** Opening Records for this task block **

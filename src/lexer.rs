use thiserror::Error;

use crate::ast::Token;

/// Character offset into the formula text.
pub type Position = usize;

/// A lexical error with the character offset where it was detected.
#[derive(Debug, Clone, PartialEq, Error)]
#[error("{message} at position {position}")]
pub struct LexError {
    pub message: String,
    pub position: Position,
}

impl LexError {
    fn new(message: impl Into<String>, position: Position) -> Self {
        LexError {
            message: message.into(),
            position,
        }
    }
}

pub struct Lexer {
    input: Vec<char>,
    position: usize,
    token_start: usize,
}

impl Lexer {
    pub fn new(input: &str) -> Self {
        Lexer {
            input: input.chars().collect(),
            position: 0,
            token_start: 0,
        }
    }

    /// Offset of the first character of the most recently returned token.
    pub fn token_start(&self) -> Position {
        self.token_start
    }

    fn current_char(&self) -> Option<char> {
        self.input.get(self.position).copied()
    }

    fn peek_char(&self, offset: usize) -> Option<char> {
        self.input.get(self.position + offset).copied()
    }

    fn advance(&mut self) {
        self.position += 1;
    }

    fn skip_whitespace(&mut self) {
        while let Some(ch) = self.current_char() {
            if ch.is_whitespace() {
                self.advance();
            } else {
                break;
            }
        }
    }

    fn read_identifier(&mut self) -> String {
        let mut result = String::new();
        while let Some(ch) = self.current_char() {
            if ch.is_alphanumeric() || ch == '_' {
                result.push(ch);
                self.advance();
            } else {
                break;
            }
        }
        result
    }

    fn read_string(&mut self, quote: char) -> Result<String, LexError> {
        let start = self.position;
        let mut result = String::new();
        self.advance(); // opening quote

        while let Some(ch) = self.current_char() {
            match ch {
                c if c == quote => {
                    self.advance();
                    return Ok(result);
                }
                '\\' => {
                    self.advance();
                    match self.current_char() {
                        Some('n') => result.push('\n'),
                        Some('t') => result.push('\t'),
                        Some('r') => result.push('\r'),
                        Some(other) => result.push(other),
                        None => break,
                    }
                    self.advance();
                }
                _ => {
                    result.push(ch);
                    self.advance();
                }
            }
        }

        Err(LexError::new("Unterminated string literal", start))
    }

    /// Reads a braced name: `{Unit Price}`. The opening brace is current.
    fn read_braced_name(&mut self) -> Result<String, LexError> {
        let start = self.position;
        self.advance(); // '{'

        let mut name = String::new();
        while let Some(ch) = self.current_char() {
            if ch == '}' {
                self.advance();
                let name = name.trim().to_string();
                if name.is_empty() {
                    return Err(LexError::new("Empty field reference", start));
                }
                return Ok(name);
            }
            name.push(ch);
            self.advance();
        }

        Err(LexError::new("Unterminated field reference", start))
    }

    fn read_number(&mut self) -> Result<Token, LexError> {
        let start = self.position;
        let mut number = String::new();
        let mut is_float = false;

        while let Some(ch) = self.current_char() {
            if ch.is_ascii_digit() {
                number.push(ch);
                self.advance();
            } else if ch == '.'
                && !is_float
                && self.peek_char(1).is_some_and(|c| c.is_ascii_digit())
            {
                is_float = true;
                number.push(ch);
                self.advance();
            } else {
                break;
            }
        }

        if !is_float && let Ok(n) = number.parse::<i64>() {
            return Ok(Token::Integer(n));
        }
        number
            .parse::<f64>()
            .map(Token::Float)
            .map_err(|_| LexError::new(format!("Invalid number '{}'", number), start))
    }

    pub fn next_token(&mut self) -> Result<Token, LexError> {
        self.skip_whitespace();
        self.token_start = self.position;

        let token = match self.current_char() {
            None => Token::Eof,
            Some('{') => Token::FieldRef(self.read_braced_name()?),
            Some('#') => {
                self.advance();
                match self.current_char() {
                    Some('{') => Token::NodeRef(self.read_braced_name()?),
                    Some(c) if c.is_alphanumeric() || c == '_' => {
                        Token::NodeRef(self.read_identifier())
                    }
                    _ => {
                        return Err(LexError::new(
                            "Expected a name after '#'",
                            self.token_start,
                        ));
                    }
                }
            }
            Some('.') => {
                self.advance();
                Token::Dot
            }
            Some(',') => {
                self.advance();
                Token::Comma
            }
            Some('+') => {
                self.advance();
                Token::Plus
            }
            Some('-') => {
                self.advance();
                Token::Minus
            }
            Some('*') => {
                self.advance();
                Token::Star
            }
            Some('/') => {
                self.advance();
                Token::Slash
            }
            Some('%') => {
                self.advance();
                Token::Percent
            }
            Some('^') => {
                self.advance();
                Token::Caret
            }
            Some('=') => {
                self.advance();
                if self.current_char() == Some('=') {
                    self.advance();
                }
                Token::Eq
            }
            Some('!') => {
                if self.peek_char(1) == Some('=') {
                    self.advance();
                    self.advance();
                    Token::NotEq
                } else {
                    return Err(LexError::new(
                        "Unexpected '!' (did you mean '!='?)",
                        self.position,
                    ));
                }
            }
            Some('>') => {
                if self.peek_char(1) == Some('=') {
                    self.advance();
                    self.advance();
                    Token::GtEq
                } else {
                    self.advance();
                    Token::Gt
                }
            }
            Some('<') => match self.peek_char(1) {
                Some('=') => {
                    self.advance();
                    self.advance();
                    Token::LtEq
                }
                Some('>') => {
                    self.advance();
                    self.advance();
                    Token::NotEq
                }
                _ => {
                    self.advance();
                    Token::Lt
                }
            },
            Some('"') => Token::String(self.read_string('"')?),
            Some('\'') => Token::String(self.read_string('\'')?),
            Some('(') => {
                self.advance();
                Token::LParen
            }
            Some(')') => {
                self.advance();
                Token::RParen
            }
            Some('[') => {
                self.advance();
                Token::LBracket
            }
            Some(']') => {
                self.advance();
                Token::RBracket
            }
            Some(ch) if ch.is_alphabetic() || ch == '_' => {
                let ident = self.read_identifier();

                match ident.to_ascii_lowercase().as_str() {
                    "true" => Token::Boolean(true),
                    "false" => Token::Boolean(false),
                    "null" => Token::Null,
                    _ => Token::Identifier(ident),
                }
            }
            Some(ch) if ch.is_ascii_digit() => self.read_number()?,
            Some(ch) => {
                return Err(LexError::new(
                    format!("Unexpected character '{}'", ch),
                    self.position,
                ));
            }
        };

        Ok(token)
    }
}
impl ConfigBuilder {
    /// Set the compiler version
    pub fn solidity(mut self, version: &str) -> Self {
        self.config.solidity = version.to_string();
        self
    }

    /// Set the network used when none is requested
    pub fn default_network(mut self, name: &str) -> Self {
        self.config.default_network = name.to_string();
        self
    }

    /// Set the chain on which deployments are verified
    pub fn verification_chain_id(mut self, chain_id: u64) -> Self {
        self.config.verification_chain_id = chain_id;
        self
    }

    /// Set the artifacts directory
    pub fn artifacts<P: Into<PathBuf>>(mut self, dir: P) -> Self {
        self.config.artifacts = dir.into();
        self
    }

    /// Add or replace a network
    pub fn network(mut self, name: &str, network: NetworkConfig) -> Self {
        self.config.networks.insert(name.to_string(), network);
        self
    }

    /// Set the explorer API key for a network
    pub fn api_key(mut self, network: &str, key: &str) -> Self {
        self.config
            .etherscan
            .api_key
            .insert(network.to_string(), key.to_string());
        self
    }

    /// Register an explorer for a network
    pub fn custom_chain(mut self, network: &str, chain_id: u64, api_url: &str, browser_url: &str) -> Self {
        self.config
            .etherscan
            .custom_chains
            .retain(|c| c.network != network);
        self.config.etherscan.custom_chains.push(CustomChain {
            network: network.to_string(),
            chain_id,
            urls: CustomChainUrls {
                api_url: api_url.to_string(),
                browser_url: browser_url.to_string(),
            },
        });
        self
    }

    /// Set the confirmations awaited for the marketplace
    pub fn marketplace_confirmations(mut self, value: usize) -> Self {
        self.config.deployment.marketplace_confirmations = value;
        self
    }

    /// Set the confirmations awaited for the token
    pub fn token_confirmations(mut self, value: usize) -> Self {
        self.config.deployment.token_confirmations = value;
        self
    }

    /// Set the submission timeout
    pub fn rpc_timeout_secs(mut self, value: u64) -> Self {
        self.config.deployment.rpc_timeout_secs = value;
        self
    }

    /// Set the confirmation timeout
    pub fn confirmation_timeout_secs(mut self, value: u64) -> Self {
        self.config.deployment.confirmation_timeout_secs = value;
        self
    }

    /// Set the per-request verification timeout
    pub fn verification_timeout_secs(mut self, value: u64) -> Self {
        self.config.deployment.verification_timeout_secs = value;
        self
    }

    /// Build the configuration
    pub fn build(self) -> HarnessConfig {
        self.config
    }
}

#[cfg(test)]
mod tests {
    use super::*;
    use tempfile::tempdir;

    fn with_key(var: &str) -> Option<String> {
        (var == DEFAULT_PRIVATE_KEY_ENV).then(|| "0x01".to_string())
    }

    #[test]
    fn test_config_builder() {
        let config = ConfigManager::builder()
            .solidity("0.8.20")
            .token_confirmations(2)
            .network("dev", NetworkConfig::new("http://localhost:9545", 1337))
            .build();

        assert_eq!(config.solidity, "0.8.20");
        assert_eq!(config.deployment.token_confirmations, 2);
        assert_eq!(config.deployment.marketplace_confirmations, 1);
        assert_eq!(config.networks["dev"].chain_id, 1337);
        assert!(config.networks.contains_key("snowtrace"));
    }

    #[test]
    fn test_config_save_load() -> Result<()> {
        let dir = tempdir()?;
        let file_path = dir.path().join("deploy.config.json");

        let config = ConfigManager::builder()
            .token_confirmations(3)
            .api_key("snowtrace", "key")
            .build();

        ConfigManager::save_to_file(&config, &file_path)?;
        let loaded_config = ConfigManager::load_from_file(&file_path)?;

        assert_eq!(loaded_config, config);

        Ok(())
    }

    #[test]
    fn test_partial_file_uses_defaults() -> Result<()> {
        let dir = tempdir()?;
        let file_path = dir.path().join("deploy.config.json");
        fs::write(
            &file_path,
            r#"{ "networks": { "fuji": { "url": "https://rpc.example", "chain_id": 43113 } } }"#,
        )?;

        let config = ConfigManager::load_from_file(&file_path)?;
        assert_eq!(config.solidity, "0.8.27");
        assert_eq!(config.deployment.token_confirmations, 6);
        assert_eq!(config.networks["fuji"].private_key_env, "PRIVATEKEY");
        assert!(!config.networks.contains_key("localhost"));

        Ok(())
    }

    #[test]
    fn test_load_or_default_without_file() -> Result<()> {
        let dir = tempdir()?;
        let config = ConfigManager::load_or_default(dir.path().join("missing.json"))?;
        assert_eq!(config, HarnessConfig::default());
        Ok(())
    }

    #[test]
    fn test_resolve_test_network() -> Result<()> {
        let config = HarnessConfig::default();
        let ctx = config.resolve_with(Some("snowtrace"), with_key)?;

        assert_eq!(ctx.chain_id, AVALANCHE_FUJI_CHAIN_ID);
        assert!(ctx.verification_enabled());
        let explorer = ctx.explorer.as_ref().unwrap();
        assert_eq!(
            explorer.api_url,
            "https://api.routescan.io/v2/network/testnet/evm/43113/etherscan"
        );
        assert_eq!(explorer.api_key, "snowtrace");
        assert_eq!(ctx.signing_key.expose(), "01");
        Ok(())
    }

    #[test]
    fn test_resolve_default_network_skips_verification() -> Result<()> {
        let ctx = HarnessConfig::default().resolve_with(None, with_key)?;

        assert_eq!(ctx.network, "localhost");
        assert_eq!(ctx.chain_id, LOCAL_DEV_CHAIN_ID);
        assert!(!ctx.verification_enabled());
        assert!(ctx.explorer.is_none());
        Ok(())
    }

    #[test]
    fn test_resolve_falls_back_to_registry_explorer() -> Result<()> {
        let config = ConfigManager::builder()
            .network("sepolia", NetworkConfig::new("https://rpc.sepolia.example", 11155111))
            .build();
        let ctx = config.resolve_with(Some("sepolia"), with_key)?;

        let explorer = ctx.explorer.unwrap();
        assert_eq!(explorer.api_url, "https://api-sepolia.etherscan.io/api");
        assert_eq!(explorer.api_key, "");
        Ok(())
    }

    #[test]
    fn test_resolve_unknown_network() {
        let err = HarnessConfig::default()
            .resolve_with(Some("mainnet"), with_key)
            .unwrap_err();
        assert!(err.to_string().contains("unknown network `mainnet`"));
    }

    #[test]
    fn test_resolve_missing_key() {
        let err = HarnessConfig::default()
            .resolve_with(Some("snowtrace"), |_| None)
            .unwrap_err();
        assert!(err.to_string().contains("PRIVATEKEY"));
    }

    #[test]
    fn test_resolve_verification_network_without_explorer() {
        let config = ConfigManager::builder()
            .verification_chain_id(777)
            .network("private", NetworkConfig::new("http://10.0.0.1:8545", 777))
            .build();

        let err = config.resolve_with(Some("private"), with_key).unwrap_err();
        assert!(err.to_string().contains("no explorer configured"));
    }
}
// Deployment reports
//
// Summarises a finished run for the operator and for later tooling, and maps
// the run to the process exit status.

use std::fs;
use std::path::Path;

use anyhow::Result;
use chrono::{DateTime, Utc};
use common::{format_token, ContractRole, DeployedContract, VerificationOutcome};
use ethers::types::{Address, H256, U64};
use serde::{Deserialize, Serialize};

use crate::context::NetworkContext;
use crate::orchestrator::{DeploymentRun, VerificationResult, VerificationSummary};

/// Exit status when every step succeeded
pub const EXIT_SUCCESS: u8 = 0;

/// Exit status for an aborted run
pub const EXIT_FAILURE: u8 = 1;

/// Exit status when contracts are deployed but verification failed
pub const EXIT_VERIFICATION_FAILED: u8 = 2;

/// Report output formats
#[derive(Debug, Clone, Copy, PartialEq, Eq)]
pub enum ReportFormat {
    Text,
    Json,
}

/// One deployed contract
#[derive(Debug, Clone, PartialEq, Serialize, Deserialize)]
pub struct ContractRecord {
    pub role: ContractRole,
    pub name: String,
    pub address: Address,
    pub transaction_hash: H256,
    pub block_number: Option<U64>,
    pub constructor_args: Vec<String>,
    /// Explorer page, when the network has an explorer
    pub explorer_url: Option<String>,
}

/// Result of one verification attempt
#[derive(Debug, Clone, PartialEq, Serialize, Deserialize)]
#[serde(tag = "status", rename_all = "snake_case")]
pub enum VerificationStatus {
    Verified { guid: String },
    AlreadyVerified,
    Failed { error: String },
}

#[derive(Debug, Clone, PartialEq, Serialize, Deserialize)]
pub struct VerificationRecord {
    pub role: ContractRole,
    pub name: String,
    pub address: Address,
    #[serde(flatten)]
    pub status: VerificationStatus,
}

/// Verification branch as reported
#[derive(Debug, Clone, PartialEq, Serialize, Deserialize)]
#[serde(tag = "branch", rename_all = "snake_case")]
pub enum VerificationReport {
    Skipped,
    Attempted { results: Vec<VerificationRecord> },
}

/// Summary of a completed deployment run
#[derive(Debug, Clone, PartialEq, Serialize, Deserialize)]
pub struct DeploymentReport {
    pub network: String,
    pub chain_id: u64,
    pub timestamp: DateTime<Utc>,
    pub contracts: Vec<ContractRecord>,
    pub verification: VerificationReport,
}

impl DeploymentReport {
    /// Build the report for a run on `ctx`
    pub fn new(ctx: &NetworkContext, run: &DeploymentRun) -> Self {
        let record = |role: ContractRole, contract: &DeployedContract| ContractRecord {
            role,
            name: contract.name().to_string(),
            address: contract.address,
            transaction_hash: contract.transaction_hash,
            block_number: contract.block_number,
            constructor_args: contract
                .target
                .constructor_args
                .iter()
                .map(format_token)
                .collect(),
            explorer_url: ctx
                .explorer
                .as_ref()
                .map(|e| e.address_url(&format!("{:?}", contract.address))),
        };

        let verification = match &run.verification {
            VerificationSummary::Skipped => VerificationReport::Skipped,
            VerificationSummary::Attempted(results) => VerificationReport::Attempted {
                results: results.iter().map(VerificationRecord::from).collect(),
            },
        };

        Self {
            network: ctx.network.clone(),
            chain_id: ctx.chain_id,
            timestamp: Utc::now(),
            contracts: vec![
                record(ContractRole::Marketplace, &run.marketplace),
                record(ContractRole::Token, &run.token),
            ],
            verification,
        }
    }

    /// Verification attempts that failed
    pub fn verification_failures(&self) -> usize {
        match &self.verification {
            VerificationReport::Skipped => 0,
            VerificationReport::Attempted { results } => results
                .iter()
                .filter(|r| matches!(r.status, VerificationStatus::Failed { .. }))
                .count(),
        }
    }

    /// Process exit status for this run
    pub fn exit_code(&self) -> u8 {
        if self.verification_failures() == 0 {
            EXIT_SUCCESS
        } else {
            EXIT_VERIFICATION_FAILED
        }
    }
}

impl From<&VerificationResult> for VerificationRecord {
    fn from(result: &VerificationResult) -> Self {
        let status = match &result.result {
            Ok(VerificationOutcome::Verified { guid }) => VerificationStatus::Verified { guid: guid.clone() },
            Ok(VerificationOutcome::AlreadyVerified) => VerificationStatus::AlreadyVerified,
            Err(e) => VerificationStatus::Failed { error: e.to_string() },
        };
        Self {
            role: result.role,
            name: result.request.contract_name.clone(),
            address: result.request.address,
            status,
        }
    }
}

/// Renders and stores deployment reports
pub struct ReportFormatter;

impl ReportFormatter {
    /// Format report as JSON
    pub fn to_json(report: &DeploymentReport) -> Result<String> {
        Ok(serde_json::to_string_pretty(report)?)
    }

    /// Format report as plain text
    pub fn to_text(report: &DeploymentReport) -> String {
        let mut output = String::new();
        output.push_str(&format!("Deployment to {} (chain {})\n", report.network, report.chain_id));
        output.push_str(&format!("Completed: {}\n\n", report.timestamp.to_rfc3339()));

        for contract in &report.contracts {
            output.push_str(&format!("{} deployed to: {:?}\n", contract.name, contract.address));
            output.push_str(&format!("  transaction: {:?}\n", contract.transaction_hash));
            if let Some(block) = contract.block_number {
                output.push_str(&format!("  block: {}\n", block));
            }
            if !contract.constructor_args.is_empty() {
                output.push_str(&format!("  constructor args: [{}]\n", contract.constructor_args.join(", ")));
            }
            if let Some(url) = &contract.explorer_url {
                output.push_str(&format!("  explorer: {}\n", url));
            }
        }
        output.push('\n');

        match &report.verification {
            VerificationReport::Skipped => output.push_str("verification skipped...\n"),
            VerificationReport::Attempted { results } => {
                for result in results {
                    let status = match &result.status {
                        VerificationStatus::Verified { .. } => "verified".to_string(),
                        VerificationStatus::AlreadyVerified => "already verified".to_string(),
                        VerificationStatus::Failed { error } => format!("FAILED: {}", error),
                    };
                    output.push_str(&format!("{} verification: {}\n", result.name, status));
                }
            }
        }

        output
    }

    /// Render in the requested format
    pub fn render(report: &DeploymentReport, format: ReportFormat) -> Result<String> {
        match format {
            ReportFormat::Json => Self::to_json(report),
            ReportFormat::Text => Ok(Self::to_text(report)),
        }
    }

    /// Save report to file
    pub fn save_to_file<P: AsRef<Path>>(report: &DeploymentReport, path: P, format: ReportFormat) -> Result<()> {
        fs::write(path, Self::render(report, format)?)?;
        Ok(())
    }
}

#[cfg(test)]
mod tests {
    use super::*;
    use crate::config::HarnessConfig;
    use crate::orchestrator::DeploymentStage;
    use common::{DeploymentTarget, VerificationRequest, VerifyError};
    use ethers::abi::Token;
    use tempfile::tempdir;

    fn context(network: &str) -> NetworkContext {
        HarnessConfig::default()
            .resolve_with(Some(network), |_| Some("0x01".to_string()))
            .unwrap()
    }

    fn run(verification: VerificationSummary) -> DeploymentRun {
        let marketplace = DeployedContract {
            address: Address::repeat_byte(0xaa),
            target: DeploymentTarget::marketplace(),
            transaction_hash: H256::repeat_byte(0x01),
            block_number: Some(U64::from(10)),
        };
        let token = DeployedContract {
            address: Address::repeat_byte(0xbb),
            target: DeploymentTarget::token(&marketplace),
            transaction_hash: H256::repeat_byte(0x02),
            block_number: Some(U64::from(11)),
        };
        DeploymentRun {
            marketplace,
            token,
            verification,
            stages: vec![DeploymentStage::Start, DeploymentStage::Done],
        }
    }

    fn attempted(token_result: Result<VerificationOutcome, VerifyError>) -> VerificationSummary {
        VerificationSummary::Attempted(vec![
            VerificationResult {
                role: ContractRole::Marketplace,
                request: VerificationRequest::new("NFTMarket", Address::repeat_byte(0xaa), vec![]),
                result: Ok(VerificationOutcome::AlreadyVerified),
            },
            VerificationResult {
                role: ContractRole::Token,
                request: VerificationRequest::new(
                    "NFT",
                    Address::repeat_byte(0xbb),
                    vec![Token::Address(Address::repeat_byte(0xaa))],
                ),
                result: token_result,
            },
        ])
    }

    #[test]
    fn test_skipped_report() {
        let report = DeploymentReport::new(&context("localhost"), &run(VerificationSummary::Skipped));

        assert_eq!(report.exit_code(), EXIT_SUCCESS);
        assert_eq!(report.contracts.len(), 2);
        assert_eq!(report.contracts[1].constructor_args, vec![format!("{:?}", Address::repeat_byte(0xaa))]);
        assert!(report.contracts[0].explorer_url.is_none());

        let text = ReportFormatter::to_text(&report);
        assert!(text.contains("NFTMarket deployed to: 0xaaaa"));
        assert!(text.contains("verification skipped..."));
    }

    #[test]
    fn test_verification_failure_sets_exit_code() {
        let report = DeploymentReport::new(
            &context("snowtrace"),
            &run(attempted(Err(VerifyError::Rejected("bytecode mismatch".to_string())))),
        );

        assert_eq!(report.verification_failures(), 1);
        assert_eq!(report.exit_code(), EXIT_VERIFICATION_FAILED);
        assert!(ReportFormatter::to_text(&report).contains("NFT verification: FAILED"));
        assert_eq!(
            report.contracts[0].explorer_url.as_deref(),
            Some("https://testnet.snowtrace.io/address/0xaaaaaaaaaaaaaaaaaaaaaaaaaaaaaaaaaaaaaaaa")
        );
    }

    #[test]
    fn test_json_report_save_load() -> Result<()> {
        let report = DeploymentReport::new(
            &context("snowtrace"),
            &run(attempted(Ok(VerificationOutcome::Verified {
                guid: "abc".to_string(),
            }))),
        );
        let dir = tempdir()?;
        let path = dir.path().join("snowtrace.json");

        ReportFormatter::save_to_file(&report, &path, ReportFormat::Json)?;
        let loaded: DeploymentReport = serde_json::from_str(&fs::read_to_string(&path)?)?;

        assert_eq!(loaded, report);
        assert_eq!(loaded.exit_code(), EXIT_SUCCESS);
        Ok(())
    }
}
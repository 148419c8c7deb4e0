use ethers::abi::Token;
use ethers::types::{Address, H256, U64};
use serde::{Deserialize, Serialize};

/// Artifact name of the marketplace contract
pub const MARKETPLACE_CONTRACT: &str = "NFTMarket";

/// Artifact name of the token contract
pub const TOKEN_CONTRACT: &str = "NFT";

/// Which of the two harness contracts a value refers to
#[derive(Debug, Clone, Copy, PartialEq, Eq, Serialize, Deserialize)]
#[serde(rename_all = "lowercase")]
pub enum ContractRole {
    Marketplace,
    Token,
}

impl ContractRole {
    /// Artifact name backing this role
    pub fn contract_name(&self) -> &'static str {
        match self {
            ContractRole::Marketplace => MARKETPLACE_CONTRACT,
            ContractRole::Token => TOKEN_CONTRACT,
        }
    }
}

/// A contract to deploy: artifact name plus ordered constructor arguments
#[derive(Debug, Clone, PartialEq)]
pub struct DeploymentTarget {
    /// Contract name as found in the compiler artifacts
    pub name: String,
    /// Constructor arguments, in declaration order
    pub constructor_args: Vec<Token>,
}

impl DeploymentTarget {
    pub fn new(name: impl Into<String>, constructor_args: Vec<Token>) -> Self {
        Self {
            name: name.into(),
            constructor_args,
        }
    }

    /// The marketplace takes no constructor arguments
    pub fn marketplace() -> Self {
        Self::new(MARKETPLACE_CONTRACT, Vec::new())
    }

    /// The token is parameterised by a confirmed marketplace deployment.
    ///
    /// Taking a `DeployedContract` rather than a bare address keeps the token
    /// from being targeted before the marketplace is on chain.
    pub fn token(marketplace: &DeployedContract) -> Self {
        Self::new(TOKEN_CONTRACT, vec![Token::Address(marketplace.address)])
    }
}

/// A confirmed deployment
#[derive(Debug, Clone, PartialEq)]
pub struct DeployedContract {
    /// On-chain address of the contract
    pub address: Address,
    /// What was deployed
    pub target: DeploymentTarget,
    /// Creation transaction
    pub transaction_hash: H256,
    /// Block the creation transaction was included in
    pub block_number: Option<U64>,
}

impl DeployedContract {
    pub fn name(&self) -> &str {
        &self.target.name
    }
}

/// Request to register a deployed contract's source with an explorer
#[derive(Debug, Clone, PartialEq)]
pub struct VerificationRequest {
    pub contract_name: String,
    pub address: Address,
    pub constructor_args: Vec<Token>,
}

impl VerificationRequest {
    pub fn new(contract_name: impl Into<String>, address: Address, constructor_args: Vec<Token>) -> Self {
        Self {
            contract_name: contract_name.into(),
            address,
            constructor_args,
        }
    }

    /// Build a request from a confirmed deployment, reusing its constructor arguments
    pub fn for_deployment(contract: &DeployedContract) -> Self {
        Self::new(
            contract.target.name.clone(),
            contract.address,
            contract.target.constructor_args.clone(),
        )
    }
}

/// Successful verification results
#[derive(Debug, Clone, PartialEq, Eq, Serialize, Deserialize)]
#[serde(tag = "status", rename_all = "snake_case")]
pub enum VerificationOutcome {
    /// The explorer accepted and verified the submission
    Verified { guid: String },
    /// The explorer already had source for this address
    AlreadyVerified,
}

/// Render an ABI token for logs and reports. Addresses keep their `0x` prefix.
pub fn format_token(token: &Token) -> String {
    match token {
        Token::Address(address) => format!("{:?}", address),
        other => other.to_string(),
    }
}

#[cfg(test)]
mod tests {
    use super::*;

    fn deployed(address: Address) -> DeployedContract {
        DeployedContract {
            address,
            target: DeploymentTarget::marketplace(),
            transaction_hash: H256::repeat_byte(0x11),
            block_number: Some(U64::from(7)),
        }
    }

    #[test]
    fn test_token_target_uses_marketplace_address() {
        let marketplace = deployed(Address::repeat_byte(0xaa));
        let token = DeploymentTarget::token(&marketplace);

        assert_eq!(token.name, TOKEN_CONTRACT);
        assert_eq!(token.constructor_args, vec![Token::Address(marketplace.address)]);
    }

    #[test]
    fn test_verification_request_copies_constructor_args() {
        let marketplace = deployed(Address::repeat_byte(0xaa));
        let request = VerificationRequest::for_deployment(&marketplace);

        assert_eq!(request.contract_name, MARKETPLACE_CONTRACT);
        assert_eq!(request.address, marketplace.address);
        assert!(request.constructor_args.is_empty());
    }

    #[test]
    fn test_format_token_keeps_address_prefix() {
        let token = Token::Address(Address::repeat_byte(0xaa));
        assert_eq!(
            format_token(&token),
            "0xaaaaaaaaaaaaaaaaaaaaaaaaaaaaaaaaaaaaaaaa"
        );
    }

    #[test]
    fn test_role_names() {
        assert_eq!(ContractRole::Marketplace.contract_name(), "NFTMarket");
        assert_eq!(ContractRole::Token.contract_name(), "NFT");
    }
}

** Closing Records for this task block **

**What is expected:** Count the lines of these entries that hold the string "ContractRecord", and give only that number.

**Written solution:** 3